L’assurance n’est plus qu’une façade. Le masque tient, mais la voix trahit l’incertitude. Ainsi, en lui tournant le dos, Phaedre a appris à écouter. Et cette voix changeante, ces mots réfléchis lui font prendre conscience que Roderick n’est pas si serein qu’il veut bien le montrer. Rassurant, de se savoir moins seule dans cet océan de faux semblants. Mais les mots, eux, font toujours sens, et aux questions qu’il pose, Phaedre n’offre aucune réponse. Même le silence s’avère être une injure. Car depuis le couloir provient un grognement grandissant. Phaedre se retourne pour voir Roderick faire barrage. Une dernière fois, il insiste. Elle ne sait plus, Phaedre, si tant est qu’elle ait jamais su. « On s’ignorera. On fait ça si bien... » Deux ans de silence, à parfaire leur indifférence mutuelle. A feindre de n’avoir jamais éprouvé le moindre intérêt pour l’autre. Le couteau sous la gorge, elle pourrait se résigner à reproduire ce schéma pathétique jusque dans les murs d’une demeure partagée.

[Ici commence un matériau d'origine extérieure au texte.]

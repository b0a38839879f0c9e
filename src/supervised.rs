//! Supervised access: hold off on a deferred value that recently failed.

use crate::attempt::Attempt;
use crate::clock::{Clock, MonotonicClock};
use crate::deferred::Deferred;
use std::fmt;
use std::sync::atomic::{AtomicU64, Ordering};
use std::sync::{Arc, Mutex, PoisonError};
use std::time::Duration;

/// Default quiet period after a failure.
pub const DEFAULT_SUPERVISED_RETRY_DELAY: Duration = Duration::from_millis(250);

const NEVER_FAILED: u64 = u64::MAX;

/// Protects a deferred value from being hammered after it fails.
///
/// After a failure (or a call to [`resource_no_longer_available`]) `get` answers `NotYet`
/// without touching the wrapped deferred until the retry delay has passed. Calls to the wrapped
/// deferred are serialized.
///
/// [`resource_no_longer_available`]: Supervised::resource_no_longer_available
pub struct Supervised<D> {
    deferred: D,
    retry_delay: Duration,
    clock: Arc<dyn Clock>,
    last_failure: AtomicU64,
    access: Mutex<()>,
}

impl<D> Supervised<D> {
    pub fn new(deferred: D) -> Self {
        Self {
            deferred,
            retry_delay: DEFAULT_SUPERVISED_RETRY_DELAY,
            clock: Arc::new(MonotonicClock::default()),
            last_failure: AtomicU64::new(NEVER_FAILED),
            access: Mutex::new(()),
        }
    }

    /// Set the quiet period after a failure.
    pub fn with_retry_delay(mut self, retry_delay: Duration) -> Self {
        self.retry_delay = retry_delay;
        self
    }

    /// Provide a custom clock implementation.
    pub fn with_clock<C>(mut self, clock: C) -> Self
    where
        C: Clock + 'static,
    {
        self.clock = Arc::new(clock);
        self
    }

    pub fn deferred(&self) -> &D {
        &self.deferred
    }

    /// Whether a `get` would currently reach the wrapped deferred.
    pub fn is_accessible(&self) -> bool {
        let last = self.last_failure.load(Ordering::Acquire);
        if last == NEVER_FAILED {
            return true;
        }
        let delay = u64::try_from(self.retry_delay.as_millis()).unwrap_or(u64::MAX);
        self.clock.now_millis() > last.saturating_add(delay)
    }

    /// Record that a previously acquired value is no longer usable.
    pub fn resource_no_longer_available(&self) {
        self.last_failure.store(self.clock.now_millis(), Ordering::Release);
    }
}

impl<D: Deferred> Deferred for Supervised<D> {
    type Output = D::Output;

    fn get(&self) -> Attempt<D::Output> {
        if !self.is_accessible() {
            return Attempt::NotYet;
        }
        let _access = self.access.lock().unwrap_or_else(PoisonError::into_inner);
        // another caller may have failed while we waited for access
        if !self.is_accessible() {
            return Attempt::NotYet;
        }
        let attempt = self.deferred.get();
        if let Attempt::Failed(e) = &attempt {
            tracing::debug!(deferred = %self.deferred.describe(), error = %e, "supervised access failed");
            self.resource_no_longer_available();
        }
        attempt
    }

    fn output_type(&self) -> &'static str {
        self.deferred.output_type()
    }

    fn describe(&self) -> String {
        format!("Supervised{{{}}}", self.deferred.describe())
    }
}

impl<D: Deferred> fmt::Debug for Supervised<D> {
    fn fmt(&self, f: &mut fmt::Formatter<'_>) -> fmt::Result {
        f.debug_struct("Supervised")
            .field("deferred", &self.deferred.describe())
            .field("retry_delay", &self.retry_delay)
            .field("accessible", &self.is_accessible())
            .finish()
    }
}
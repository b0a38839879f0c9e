//! Convenient re-exports for common types.
pub use crate::{
    assertions::{concurrently, eventually, repetitively},
    attempt::Attempt,
    backoff::Backoff,
    constraint::TimeoutConstraint,
    deferred::Deferred,
    ensured::{ensure, ensure_that, Ensured},
    error::{DeferredError, FailureKind},
    existing::Existing,
    ext::DeferredExt,
    from_fn::{from_fn, from_option, from_result},
    future::future,
    jitter::Jitter,
};
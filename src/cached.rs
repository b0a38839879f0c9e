//! Memoizing adapter.

use crate::attempt::Attempt;
use crate::deferred::Deferred;
use std::fmt;
use std::sync::{Mutex, PoisonError};

/// Remembers the first value the wrapped deferred resolves to.
///
/// Once populated, `get` returns the stored value without touching the wrapped deferred again
/// until [`release`](Cached::release) empties the slot. The slot lock is held across the
/// check-and-populate sequence, so concurrent callers trigger at most one successful
/// underlying resolution per release.
pub struct Cached<D: Deferred> {
    deferred: D,
    slot: Mutex<Option<D::Output>>,
}

impl<D: Deferred> Cached<D> {
    pub fn new(deferred: D) -> Self {
        Self { deferred, slot: Mutex::new(None) }
    }

    /// The wrapped deferred.
    pub fn deferred(&self) -> &D {
        &self.deferred
    }

    /// Already memoizing; returns `self` instead of wrapping again.
    pub fn cached(self) -> Self {
        self
    }

    /// Clear the slot, returning the value it held.
    pub fn release(&self) -> Option<D::Output> {
        self.slot.lock().unwrap_or_else(PoisonError::into_inner).take()
    }

    /// Whether a value is currently memoized.
    pub fn is_cached(&self) -> bool {
        self.slot.lock().unwrap_or_else(PoisonError::into_inner).is_some()
    }
}

impl<D> Deferred for Cached<D>
where
    D: Deferred,
    D::Output: Clone,
{
    type Output = D::Output;

    fn get(&self) -> Attempt<D::Output> {
        let mut slot = self.slot.lock().unwrap_or_else(PoisonError::into_inner);
        if let Some(value) = slot.as_ref() {
            return Attempt::Ready(value.clone());
        }
        match self.deferred.get() {
            Attempt::Ready(value) => {
                *slot = Some(value.clone());
                Attempt::Ready(value)
            }
            other => other,
        }
    }

    fn output_type(&self) -> &'static str {
        self.deferred.output_type()
    }

    fn describe(&self) -> String {
        format!("Cached{{{}}}", self.deferred.describe())
    }
}

impl<D: Deferred> fmt::Debug for Cached<D> {
    fn fmt(&self, f: &mut fmt::Formatter<'_>) -> fmt::Result {
        f.debug_struct("Cached")
            .field("deferred", &self.deferred.describe())
            .field("cached", &self.is_cached())
            .finish()
    }
}
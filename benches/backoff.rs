use criterion::{black_box, criterion_group, criterion_main, Criterion};
use eventually::{
    ensure, from_fn, Attempt, Backoff, Ensured, InstantSleeper, Jitter, TimeoutConstraint,
};
use std::sync::atomic::{AtomicUsize, Ordering};
use std::sync::Arc;
use std::time::Duration;

fn backoff_sequences(c: &mut Criterion) {
    let fibonacci = Backoff::fibonacci();
    c.bench_function("fibonacci_first_64", |b| {
        b.iter(|| black_box(fibonacci.delays().take(64).sum::<Duration>()));
    });

    let exponential = Backoff::exponential_default();
    c.bench_function("exponential_first_64", |b| {
        b.iter(|| black_box(exponential.delays().take(64).sum::<Duration>()));
    });

    let randomized = Backoff::fibonacci().with_jitter(Jitter::full());
    c.bench_function("random_fibonacci_first_64", |b| {
        b.iter(|| black_box(randomized.delays().take(64).sum::<Duration>()));
    });
}

fn retry_engine(c: &mut Criterion) {
    let constraint = TimeoutConstraint::builder()
        .max_total(Duration::from_secs(60))
        .backoff(Backoff::constant(Duration::from_millis(1)))
        .build()
        .unwrap();

    c.bench_function("ensure_ready_immediately", |b| {
        b.iter(|| black_box(ensure(from_fn(|| Attempt::Ready(1_u32)), constraint.clone())));
    });

    // Ten attempts per resolution, no real sleeping.
    let calls = Arc::new(AtomicUsize::new(0));
    let counter = calls.clone();
    let tenth = from_fn(move || {
        if (counter.fetch_add(1, Ordering::Relaxed) + 1) % 10 == 0 {
            Attempt::Ready(())
        } else {
            Attempt::NotYet
        }
    });
    let ensured = Ensured::new(tenth, constraint).with_sleeper(InstantSleeper);
    c.bench_function("ensure_ready_on_tenth_attempt", |b| {
        b.iter(|| black_box(ensured.resolve()));
    });
}

criterion_group!(benches, backoff_sequences, retry_engine);
criterion_main!(benches);
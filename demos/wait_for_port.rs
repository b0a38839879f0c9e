//! Block until a TCP port accepts connections.
use eventually::prelude::*;
use std::net::{TcpListener, TcpStream};
use std::time::Duration;

fn main() -> Result<(), DeferredError> {
    tracing_subscriber::fmt().with_max_level(tracing::Level::DEBUG).init();

    // Reserve a free port, release it, and bring a server up on it a little later.
    let addr = TcpListener::bind("127.0.0.1:0")
        .and_then(|listener| listener.local_addr())
        .map_err(|e| DeferredError::unexpected("port reservation", e))?;
    std::thread::spawn(move || {
        std::thread::sleep(Duration::from_millis(300));
        if let Ok(listener) = TcpListener::bind(addr) {
            for stream in listener.incoming().take(1) {
                drop(stream);
            }
        }
    });

    let connect = from_result(move || TcpStream::connect(addr)).named(format!("tcp://{addr}"));
    let constraint = TimeoutConstraint::builder()
        .max_total(Duration::from_secs(10))
        .max_polling(Duration::from_millis(100))
        .backoff(Backoff::random_exponential())
        .build()
        .expect("valid constraint");

    let stream = ensure(connect, constraint)?;
    let peer = stream.peer_addr().map_err(|e| DeferredError::unexpected("peer address", e))?;
    println!("connected to {peer}");
    Ok(())
}
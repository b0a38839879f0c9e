//! Failure taxonomy for deferred values.
//!
//! Every failure names the deferred value it came from (its [`describe`] text) so that a
//! caller waiting on a deeply nested combinator still sees what was actually awaited.
//!
//! Classification:
//! - `PermanentlyUnavailable` and `Unsupported` stop any retry loop immediately.
//! - `TemporarilyUnavailable`, `Unresolvable` and `Unexpected` are retryable.
//!
//! [`describe`]: crate::Deferred::describe

use std::time::Duration;

/// Boxed error used as the cause of a failure.
pub type BoxError = Box<dyn std::error::Error + Send + Sync + 'static>;

/// Coarse classification of a [`DeferredError`].
#[derive(Debug, Clone, Copy, PartialEq, Eq, Hash)]
pub enum FailureKind {
    /// Will never become available.
    Permanent,
    /// Not available yet.
    Transient,
    /// A condition was evaluated and not satisfied.
    Unresolvable,
    /// The requested operation can never succeed.
    Unsupported,
    /// Any other error raised while resolving.
    Unexpected,
}

impl FailureKind {
    /// Whether a retry loop should try again after a failure of this kind.
    pub fn is_retryable(self) -> bool {
        !matches!(self, FailureKind::Permanent | FailureKind::Unsupported)
    }
}

/// Failure raised while resolving a deferred value.
#[derive(thiserror::Error, Debug)]
pub enum DeferredError {
    /// The value will never become available; retrying is pointless.
    #[error("{deferred} is permanently unavailable")]
    PermanentlyUnavailable {
        deferred: String,
        #[source]
        source: Option<BoxError>,
    },
    /// The value is not available yet.
    #[error("{deferred} is temporarily unavailable")]
    TemporarilyUnavailable {
        deferred: String,
        #[source]
        source: Option<BoxError>,
    },
    /// A value was resolved but did not satisfy the required condition.
    #[error("{deferred} did not satisfy its condition (last value: {last_value})")]
    Unresolvable { deferred: String, last_value: String },
    /// The deferred value does not support the requested operation.
    #[error("{deferred} does not support {operation}")]
    Unsupported { deferred: String, operation: String },
    /// Some other error occurred; treated as transient.
    #[error("{deferred} failed: {source}")]
    Unexpected {
        deferred: String,
        #[source]
        source: BoxError,
    },
}

impl DeferredError {
    pub fn permanent(deferred: impl Into<String>) -> Self {
        Self::PermanentlyUnavailable { deferred: deferred.into(), source: None }
    }

    pub fn permanent_with(deferred: impl Into<String>, cause: impl Into<BoxError>) -> Self {
        Self::PermanentlyUnavailable { deferred: deferred.into(), source: Some(cause.into()) }
    }

    pub fn transient(deferred: impl Into<String>) -> Self {
        Self::TemporarilyUnavailable { deferred: deferred.into(), source: None }
    }

    pub fn transient_with(deferred: impl Into<String>, cause: impl Into<BoxError>) -> Self {
        Self::TemporarilyUnavailable { deferred: deferred.into(), source: Some(cause.into()) }
    }

    pub fn unresolvable(deferred: impl Into<String>, last_value: impl Into<String>) -> Self {
        Self::Unresolvable { deferred: deferred.into(), last_value: last_value.into() }
    }

    pub fn unsupported(deferred: impl Into<String>, operation: impl Into<String>) -> Self {
        Self::Unsupported { deferred: deferred.into(), operation: operation.into() }
    }

    pub fn unexpected(deferred: impl Into<String>, cause: impl Into<BoxError>) -> Self {
        Self::Unexpected { deferred: deferred.into(), source: cause.into() }
    }

    /// Classify this failure.
    pub fn kind(&self) -> FailureKind {
        match self {
            Self::PermanentlyUnavailable { .. } => FailureKind::Permanent,
            Self::TemporarilyUnavailable { .. } => FailureKind::Transient,
            Self::Unresolvable { .. } => FailureKind::Unresolvable,
            Self::Unsupported { .. } => FailureKind::Unsupported,
            Self::Unexpected { .. } => FailureKind::Unexpected,
        }
    }

    /// Check if a retry loop must stop on this failure.
    pub fn is_permanent(&self) -> bool {
        !self.kind().is_retryable()
    }

    /// Check if a retry loop may try again after this failure.
    pub fn is_retryable(&self) -> bool {
        self.kind().is_retryable()
    }

    /// Description of the deferred value that failed.
    pub fn deferred(&self) -> &str {
        match self {
            Self::PermanentlyUnavailable { deferred, .. }
            | Self::TemporarilyUnavailable { deferred, .. }
            | Self::Unresolvable { deferred, .. }
            | Self::Unsupported { deferred, .. }
            | Self::Unexpected { deferred, .. } => deferred,
        }
    }

    /// Rendering of the last value checked, for `Unresolvable` failures.
    pub fn last_value(&self) -> Option<&str> {
        match self {
            Self::Unresolvable { last_value, .. } => Some(last_value),
            _ => None,
        }
    }

    /// Convert into a permanent failure for `deferred`, keeping `self` as the cause.
    ///
    /// Permanent failures are returned unchanged.
    pub fn into_permanent(self, deferred: impl Into<String>) -> Self {
        match self {
            Self::PermanentlyUnavailable { .. } => self,
            other => Self::permanent_with(deferred, other),
        }
    }
}

/// Cause attached to the permanent failure produced when a retry budget runs out.
#[derive(thiserror::Error, Debug)]
#[error("gave up after {attempts} attempts and {waited:?} of waiting")]
pub struct GaveUp {
    pub attempts: usize,
    pub waited: Duration,
    #[source]
    pub last_failure: Option<DeferredError>,
}

#[cfg(test)]
mod tests {
    use super::*;
    use std::error::Error;
    use std::io;

    #[test]
    fn kinds_classify_retryability() {
        assert!(!FailureKind::Permanent.is_retryable());
        assert!(!FailureKind::Unsupported.is_retryable());
        assert!(FailureKind::Transient.is_retryable());
        assert!(FailureKind::Unresolvable.is_retryable());
        assert!(FailureKind::Unexpected.is_retryable());
    }

    #[test]
    fn display_names_the_deferred() {
        let err = DeferredError::permanent("Deferred<u32>");
        assert_eq!(err.to_string(), "Deferred<u32> is permanently unavailable");

        let err = DeferredError::unresolvable("port 8080", "false");
        let msg = err.to_string();
        assert!(msg.contains("port 8080"));
        assert!(msg.contains("last value: false"));
        assert_eq!(err.last_value(), Some("false"));
    }

    #[test]
    fn unexpected_keeps_source() {
        let io_err = io::Error::new(io::ErrorKind::ConnectionRefused, "refused");
        let err = DeferredError::unexpected("socket", io_err);
        assert_eq!(err.kind(), FailureKind::Unexpected);
        assert!(err.is_retryable());
        assert_eq!(err.source().map(|e| e.to_string()), Some("refused".to_string()));
    }

    #[test]
    fn into_permanent_wraps_other_kinds() {
        let err = DeferredError::unsupported("Existing<String>", "release").into_permanent("outer");
        assert!(err.is_permanent());
        assert_eq!(err.deferred(), "outer");
        let cause = err.source().expect("cause retained");
        assert!(cause.to_string().contains("does not support release"));
    }

    #[test]
    fn into_permanent_keeps_permanent_unchanged() {
        let err = DeferredError::permanent("inner").into_permanent("outer");
        assert_eq!(err.deferred(), "inner");
    }

    #[test]
    fn gave_up_chains_last_failure() {
        let gave_up = GaveUp {
            attempts: 6,
            waited: Duration::from_millis(500),
            last_failure: Some(DeferredError::transient("svc")),
        };
        let err = DeferredError::permanent_with("svc", gave_up);
        let cause = err.source().expect("gave up cause");
        assert!(cause.to_string().contains("6 attempts"));
        let root = cause.source().expect("last failure");
        assert!(root.to_string().contains("temporarily unavailable"));
    }
}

Combien de mariages fonctionnent ainsi ? Dans l’indifférence la plus totale, dans le mépris le plus complet. A défaut d’une solution, elle pourrait se contenter de cela. D’une vie de misère, châtiment pour ses crimes passés. Mais là n’est pas la clef, et Roderick le sait. Un dernier mot, un ultime couperet. Comme s’il n’en avait pas dit suffisamment. Mais cette fois, Phaedre se contente d’un sourire désolé. Si seulement il savait à quel point il fait fausse route. Perdu au milieu de ses certitudes, grossières erreurs qu’elle le laisse gober sans rechigner. Pourtant, c’est plus fort qu’elle. A force de souligner sa froideur, il a éveillé en elle un désir nouveau. Elle veut qu’il comprenne qu’elle a souffert plus qu’à son tour, Phaedre. Que ces mots qu’il balance, inconscient, sont comme une lame qui déchire toujours plus profond ses entrailles. Alors, quelques pas jusqu’à lui, dans le plus grand des calmes. Elle s’apprête à laisser deviner sa plus grande faille, mais elle est impassible, droite dans ses bottes juste avant de monter sur l'échafaud.

« Tu penses être le troisième à mourir par ma faute ? Si seulement tu disais vrai. » Le regret perce dans sa voix. Elle marque une pause, la lèvre inférieure tremblante à la pensée des mots sur le point de franchir ses lippes. « Si ton père compte sur moi pour lui offrir une descendance, j’ai peur qu’il fasse fausse route. Tu l’as dit toi même… Maudite Phaedre Rosier, juste bonne à semer la mort. » Sa phrase s’achève, voix cassée, mots éteints. Phaedre, brisée d’avoir laissé deviner son mal. Sa matrice n’est qu’un désert aride, où la vie peine à trouver sa place. Peut-être n’est elle pas vouée à enfanter. Ou peut-être cet échec n’était-il qu’à mettre sur le compte de l’exceptionnel. Mais elle se souvient de la douleur, Phaedre. De la solitude face à la vie qui lui échappe. De la peur, de l’impuissance. Et pour rien au monde, elle ne prendrait le risque de revivre cela.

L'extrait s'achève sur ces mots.